• **EXERCISE**
In the material below, find each line holding the string "SizeT" and copy it.

• **LISTED ENTRIES**
//! OME-XML document model.
//!
//! The converter describes exactly one 2D, single-channel, single-timepoint
//! image per file. The model covers that shape and nothing more; it is
//! serialized by hand into the ImageDescription of the first TIFF page.
//!
//! # Example
//!
//! ```text
//! <OME xmlns="http://www.openmicroscopy.org/Schemas/OME/2016-06" ...>
//!   <Image ID="Image:0" Name="grid1.mrc">
//!     <Pixels ID="Pixels:0" DimensionOrder="XYCZT" Type="int16"
//!             SizeX="4000" SizeY="3000" SizeZ="1" SizeC="1" SizeT="1"
//!             PhysicalSizeX="0.0002" PhysicalSizeXUnit="µm" ...>
//!       <Channel ID="Channel:0:0" Name="channel_0" SamplesPerPixel="1"/>
//!       <TiffData IFD="0" PlaneCount="1"/>
//!     </Pixels>
//!   </Image>
//! </OME>
//! ```

use std::collections::HashMap;
use std::fmt::Write as _;

use crate::calibration::PixelCalibration;
use crate::raster::PixelType;

/// OME schema namespace.
pub const OME_NAMESPACE: &str = "http://www.openmicroscopy.org/Schemas/OME/2016-06";

/// Unit of the physical pixel size attributes.
pub const MICROMETER_UNIT: &str = "µm";

// =============================================================================
// Model
// =============================================================================

/// One channel of a `Pixels` element.
#[derive(Debug, Clone, PartialEq)]
pub struct OmeChannel {
    pub id: String,
    pub name: String,
    pub samples_per_pixel: u32,
}

/// The `Pixels` element: dimensions, element type and calibration.
#[derive(Debug, Clone, PartialEq)]
pub struct OmePixels {
    pub id: String,
    pub dimension_order: String,

    /// OME pixel type name (`int8`, `int16`, `uint16`, `float`)
    pub pixel_type: String,

    pub size_x: u64,
    pub size_y: u64,
    pub size_z: u32,
    pub size_c: u32,
    pub size_t: u32,

    /// Physical pixel width in [`MICROMETER_UNIT`]
    pub physical_size_x: f64,

    /// Physical pixel height in [`MICROMETER_UNIT`]
    pub physical_size_y: f64,

    pub channels: Vec<OmeChannel>,

    /// Number of planes mapped onto IFD 0
    pub plane_count: u32,
}

/// An OME `Image` element.
#[derive(Debug, Clone, PartialEq)]
pub struct OmeImage {
    pub id: String,
    pub name: String,
    pub pixels: OmePixels,
}

impl OmeImage {
    /// Describe a single-plane grayscale image of `width` x `height` pixels.
    pub fn single_plane(
        name: impl Into<String>,
        width: usize,
        height: usize,
        pixel_type: PixelType,
        calibration: PixelCalibration,
    ) -> Self {
        let size_um = calibration.micrometers();
        OmeImage {
            id: "Image:0".to_string(),
            name: name.into(),
            pixels: OmePixels {
                id: "Pixels:0".to_string(),
                dimension_order: "XYCZT".to_string(),
                pixel_type: ome_pixel_type(pixel_type).to_string(),
                size_x: width as u64,
                size_y: height as u64,
                size_z: 1,
                size_c: 1,
                size_t: 1,
                physical_size_x: size_um,
                physical_size_y: size_um,
                channels: vec![OmeChannel {
                    id: "Channel:0:0".to_string(),
                    name: "channel_0".to_string(),
                    samples_per_pixel: 1,
                }],
                plane_count: 1,
            },
        }
    }

    /// Serialize as a complete OME-XML document.
    pub fn to_xml(&self, creator: &str) -> String {
        let p = &self.pixels;
        let mut xml = String::with_capacity(1024);

        xml.push_str("<?xml version=\"1.0\" encoding=\"UTF-8\"?>\n");
        // write! into a String cannot fail
        let _ = writeln!(
            xml,
            "<OME xmlns=\"{ns}\" xmlns:xsi=\"http://www.w3.org/2001/XMLSchema-instance\" \
             xsi:schemaLocation=\"{ns} {ns}/ome.xsd\" Creator=\"{creator}\">",
            ns = OME_NAMESPACE,
            creator = escape_attr(creator),
        );
        let _ = writeln!(
            xml,
            "  <Image ID=\"{}\" Name=\"{}\">",
            escape_attr(&self.id),
            escape_attr(&self.name)
        );
        let _ = writeln!(
            xml,
            "    <Pixels ID=\"{}\" DimensionOrder=\"{}\" Type=\"{}\" \
             SizeX=\"{}\" SizeY=\"{}\" SizeZ=\"{}\" SizeC=\"{}\" SizeT=\"{}\" \
             PhysicalSizeX=\"{:?}\" PhysicalSizeXUnit=\"{unit}\" \
             PhysicalSizeY=\"{:?}\" PhysicalSizeYUnit=\"{unit}\">",
            escape_attr(&p.id),
            p.dimension_order,
            p.pixel_type,
            p.size_x,
            p.size_y,
            p.size_z,
            p.size_c,
            p.size_t,
            p.physical_size_x,
            p.physical_size_y,
            unit = MICROMETER_UNIT,
        );
        for channel in &p.channels {
            let _ = writeln!(
                xml,
                "      <Channel ID=\"{}\" Name=\"{}\" SamplesPerPixel=\"{}\"/>",
                escape_attr(&channel.id),
                escape_attr(&channel.name),
                channel.samples_per_pixel
            );
        }
        let _ = writeln!(
            xml,
            "      <TiffData IFD=\"0\" PlaneCount=\"{}\"/>",
            p.plane_count
        );
        xml.push_str("    </Pixels>\n");
        xml.push_str("  </Image>\n");
        xml.push_str("</OME>\n");
        xml
    }
}

/// OME `Pixels/@Type` for an element type.
pub const fn ome_pixel_type(pixel_type: PixelType) -> &'static str {
    match pixel_type {
        PixelType::Int8 => "int8",
        PixelType::Int16 => "int16",
        PixelType::Uint16 => "uint16",
        PixelType::Float32 => "float",
    }
}

fn escape_attr(value: &str) -> String {
    let mut out = String::with_capacity(value.len());
    for c in value.chars() {
        match c {
            '&' => out.push_str("&amp;"),
            '<' => out.push_str("&lt;"),
            '>' => out.push_str("&gt;"),
            '"' => out.push_str("&quot;"),
            '\'' => out.push_str("&apos;"),
            _ => out.push(c),
        }
    }
    out
}

fn unescape_attr(value: &str) -> String {
    value
        .replace("&lt;", "<")
        .replace("&gt;", ">")
        .replace("&quot;", "\"")
        .replace("&apos;", "'")
        .replace("&amp;", "&")
}

// =============================================================================
// Read-back
// =============================================================================

/// Calibration-relevant fields recovered from an ImageDescription.
///
/// Only the first `Image` and `Pixels` elements are looked at. Fields that
/// are absent or do not parse are left as `None`.
#[derive(Debug, Clone, Default, PartialEq)]
pub struct OmeMetadata {
    pub image_name: Option<String>,
    pub pixel_type: Option<String>,
    pub size_x: Option<u64>,
    pub size_y: Option<u64>,

    /// Physical pixel width, in `physical_size_unit`
    pub physical_size_x: Option<f64>,

    /// Physical pixel height, in `physical_size_unit`
    pub physical_size_y: Option<f64>,

    pub physical_size_unit: Option<String>,

    /// All attributes of the `Pixels` element
    pub pixels_attributes: HashMap<String, String>,
}

impl OmeMetadata {
    /// Extract metadata from an OME-XML ImageDescription.
    ///
    /// Returns `None` if the text has no `<OME` root.
    pub fn parse(description: &str) -> Option<Self> {
        if !description.contains("<OME") {
            return None;
        }

        let mut metadata = OmeMetadata::default();

        if let Some(attrs) = element_attributes(description, "Image") {
            metadata.image_name = attrs.get("Name").cloned();
        }

        if let Some(attrs) = element_attributes(description, "Pixels") {
            metadata.pixel_type = attrs.get("Type").cloned();
            metadata.size_x = attrs.get("SizeX").and_then(|v| v.parse().ok());
            metadata.size_y = attrs.get("SizeY").and_then(|v| v.parse().ok());
            metadata.physical_size_x = attrs.get("PhysicalSizeX").and_then(|v| v.parse().ok());
            metadata.physical_size_y = attrs.get("PhysicalSizeY").and_then(|v| v.parse().ok());
            // The schema default unit is µm
            metadata.physical_size_unit = Some(
                attrs
                    .get("PhysicalSizeXUnit")
                    .cloned()
                    .unwrap_or_else(|| MICROMETER_UNIT.to_string()),
            );
            metadata.pixels_attributes = attrs;
        }

        Some(metadata)
    }
}

/// Attributes of the first `<name ...>` start tag in `xml`.
fn element_attributes(xml: &str, name: &str) -> Option<HashMap<String, String>> {
    let open = format!("<{}", name);
    let mut search = 0;
    let start = loop {
        let found = search + xml[search..].find(&open)?;
        let after = xml[found + open.len()..].chars().next()?;
        if after.is_whitespace() || after == '>' || after == '/' {
            break found + open.len();
        }
        search = found + open.len();
    };
    let end = start + xml[start..].find('>')?;
    let tag = xml[start..end].trim_end_matches('/');

    let mut attributes = HashMap::new();
    let mut rest = tag;
    while let Some(eq) = rest.find('=') {
        let key = rest[..eq].trim();
        let after_eq = rest[eq + 1..].trim_start();
        let quote = after_eq.chars().next()?;
        if quote != '"' && quote != '\'' {
            break;
        }
        let value_end = after_eq[1..].find(quote)?;
        attributes.insert(key.to_string(), unescape_attr(&after_eq[1..1 + value_end]));
        rest = &after_eq[value_end + 2..];
    }
    Some(attributes)
}
mod file_reader;
mod range_reader;

pub use file_reader::FileRangeReader;
pub use range_reader::{
    read_u16_be, read_u16_le, read_u32_be, read_u32_le, read_u64_be, read_u64_le, RangeReader,
};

• **OUTPUT BELOW**
//!             SizeX="4000" SizeY="3000" SizeZ="1" SizeC="1" SizeT="1"
             SizeX=\"{}\" SizeY=\"{}\" SizeZ=\"{}\" SizeC=\"{}\" SizeT=\"{}\" \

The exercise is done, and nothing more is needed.